* _Task instructions_
Produce an exact copy of the lines from the line containing "a region code" through the last line of the entries below, and only those lines.

Collected data
###
//! Configuration for the linkup sync client.
//!
//! A single TOML file plus `LINKUP_*` environment overrides, credential
//! resolution (env + keyring + plaintext), and translation to
//! `linkup_core::SyncConfig`.

use std::path::{Path, PathBuf};
use std::time::Duration;

use directories::ProjectDirs;
use figment::{
    Figment,
    providers::{Env, Format, Serialized, Toml},
};
use secrecy::{ExposeSecret, SecretString};
use serde::{Deserialize, Serialize};
use thiserror::Error;
use tracing::debug;

use linkup_api::Credentials;
use linkup_core::{Schedule, SyncConfig};

/// Keyring service under which passwords are stored.
pub const KEYRING_SERVICE: &str = "linkup";

/// Environment variable holding the password.
pub const PASSWORD_ENV: &str = "LINKUP_PASSWORD";

const ENV_PREFIX: &str = "LINKUP_";

// ── Error ───────────────────────────────────────────────────────────

#[derive(Debug, Error)]
pub enum ConfigError {
    #[error("invalid {field}: {reason}")]
    Validation { field: String, reason: String },

    #[error("Please set username and password")]
    NoCredentials,

    #[error("keyring error: {0}")]
    Keyring(#[from] keyring::Error),

    #[error("failed to serialize config: {0}")]
    Serialization(#[from] toml::ser::Error),

    #[error("config loading failed: {0}")]
    Figment(Box<figment::Error>),

    #[error("IO error: {0}")]
    Io(#[from] std::io::Error),
}

impl From<figment::Error> for ConfigError {
    fn from(err: figment::Error) -> Self {
        Self::Figment(Box::new(err))
    }
}

// ── TOML config ─────────────────────────────────────────────────────

#[derive(Debug, Clone, PartialEq, Deserialize, Serialize)]
pub struct Config {
    /// LibreLinkUp follower e-mail.
    #[serde(default, skip_serializing_if = "Option::is_none")]
    pub username: Option<String>,

    /// Password (plaintext -- prefer keyring or env var).
    #[serde(default, skip_serializing_if = "Option::is_none")]
    pub password: Option<String>,

    /// Name of an environment variable containing the password.
    #[serde(default, skip_serializing_if = "Option::is_none")]
    pub password_env: Option<String>,

    /// Regional host (`eu`, `us`, `de`, `fr`, `jp`, `ap`, `au`, `ae`, ...).
    #[serde(default = "default_region")]
    pub region: String,

    /// Data refresh interval in minutes.
    #[serde(default = "default_interval")]
    pub interval: f64,

    /// Declared app version; newer API deployments reject old ones.
    #[serde(default, skip_serializing_if = "Option::is_none")]
    pub client_version: Option<String>,

    /// Request timeout in seconds.
    #[serde(default = "default_timeout")]
    pub timeout: u64,

    /// Override the regional API root (proxies).
    #[serde(default, skip_serializing_if = "Option::is_none")]
    pub base_url: Option<String>,
}

impl Default for Config {
    fn default() -> Self {
        Self {
            username: None,
            password: None,
            password_env: None,
            region: default_region(),
            interval: default_interval(),
            client_version: None,
            timeout: default_timeout(),
            base_url: None,
        }
    }
}

fn default_region() -> String {
    "eu".into()
}
fn default_interval() -> f64 {
    5.0
}
fn default_timeout() -> u64 {
    30
}

// ── Config file path ────────────────────────────────────────────────

/// Resolve the config file path via XDG / platform conventions.
pub fn config_path() -> PathBuf {
    ProjectDirs::from("io", "linkup", "linkup").map_or_else(
        || {
            let mut p = dirs_fallback();
            p.push("config.toml");
            p
        },
        |dirs| dirs.config_dir().join("config.toml"),
    )
}

fn dirs_fallback() -> PathBuf {
    let mut p = PathBuf::from(std::env::var("HOME").unwrap_or_else(|_| ".".into()));
    p.push(".config");
    p.push("linkup");
    p
}

// ── Config loading ──────────────────────────────────────────────────

/// Load the config from the canonical path + environment.
pub fn load_config() -> Result<Config, ConfigError> {
    load_config_from(&config_path())
}

/// Load the config from `path` + environment. A missing file is not an
/// error; defaults and environment still apply.
pub fn load_config_from(path: &Path) -> Result<Config, ConfigError> {
    debug!(path = %path.display(), "loading config");

    // LINKUP_PASSWORD has its own slot in the resolution chain.
    let figment = Figment::new()
        .merge(Serialized::defaults(Config::default()))
        .merge(Toml::file(path))
        .merge(Env::prefixed(ENV_PREFIX).ignore(&["password"]));

    let config: Config = figment.extract()?;
    Ok(config)
}

// ── Config saving ───────────────────────────────────────────────────

/// Serialize config to TOML and write it to the canonical path.
pub fn save_config(cfg: &Config) -> Result<PathBuf, ConfigError> {
    let path = config_path();
    save_config_to(cfg, &path)?;
    Ok(path)
}

pub fn save_config_to(cfg: &Config, path: &Path) -> Result<(), ConfigError> {
    if let Some(parent) = path.parent() {
        std::fs::create_dir_all(parent)?;
    }
    let toml_str = toml::to_string_pretty(cfg)?;
    std::fs::write(path, toml_str)?;
    Ok(())
}

// ── Credential resolution ───────────────────────────────────────────

pub fn resolve_username(cfg: &Config) -> Result<String, ConfigError> {
    cfg.username
        .clone()
        .filter(|u| !u.trim().is_empty())
        .ok_or(ConfigError::NoCredentials)
}

/// Resolve the password: `password_env` → `LINKUP_PASSWORD` → keyring →
/// plaintext.
pub fn resolve_password(cfg: &Config, username: &str) -> Result<SecretString, ConfigError> {
    // 1. Configured env var
    if let Some(ref env_name) = cfg.password_env {
        if let Ok(val) = std::env::var(env_name) {
            return Ok(SecretString::from(val));
        }
    }

    // 2. LINKUP_PASSWORD
    if let Ok(val) = std::env::var(PASSWORD_ENV) {
        return Ok(SecretString::from(val));
    }

    // 3. System keyring
    if let Ok(entry) = keyring::Entry::new(KEYRING_SERVICE, username) {
        if let Ok(secret) = entry.get_password() {
            return Ok(SecretString::from(secret));
        }
    }

    // 4. Plaintext in config
    match cfg.password {
        Some(ref pw) if !pw.is_empty() => Ok(SecretString::from(pw.clone())),
        _ => Err(ConfigError::NoCredentials),
    }
}

/// Store a password in the system keyring for `username`.
pub fn store_password(username: &str, password: &SecretString) -> Result<(), ConfigError> {
    let entry = keyring::Entry::new(KEYRING_SERVICE, username)?;
    entry.set_password(password.expose_secret())?;
    Ok(())
}

pub fn resolve_credentials(cfg: &Config) -> Result<Credentials, ConfigError> {
    let username = resolve_username(cfg)?;
    let password = resolve_password(cfg, &username)?;
    Ok(Credentials::new(username, password))
}

// ── Translation ─────────────────────────────────────────────────────

/// Build a `SyncConfig`, resolving credentials and validating fields.
pub fn to_sync_config(cfg: &Config) -> Result<SyncConfig, ConfigError> {
    let credentials = resolve_credentials(cfg)?;
    let mut sync = SyncConfig::new(credentials, validate_region(&cfg.region)?);

    if let Some(ref raw) = cfg.base_url {
        let url: url::Url = raw.parse().map_err(|_| ConfigError::Validation {
            field: "base_url".into(),
            reason: format!("invalid URL: {raw}"),
        })?;
        sync.base_url = Some(url);
    }

    sync.client_version = cfg
        .client_version
        .clone()
        .filter(|v| !v.trim().is_empty());
    sync.timeout = Duration::from_secs(cfg.timeout.max(1));
    sync.schedule = Schedule::with_poll_minutes(cfg.interval);
    Ok(sync)
}

fn validate_region(region: &str) -> Result<String, ConfigError> {
    let region = region.trim().to_ascii_lowercase();
    if region.is_empty() || !region.chars().all(|c| c.is_ascii_alphanumeric()) {
        return Err(ConfigError::Validation {
            field: "region".into(),
            reason: format!("expected a region code like 'eu' or 'us', got '{region}'"),
        });
    }
    Ok(region)
}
###
* _Result of this exercise_
            reason: format!("expected a region code like 'eu' or 'us', got '{region}'"),
        });
    }
    Ok(region)
}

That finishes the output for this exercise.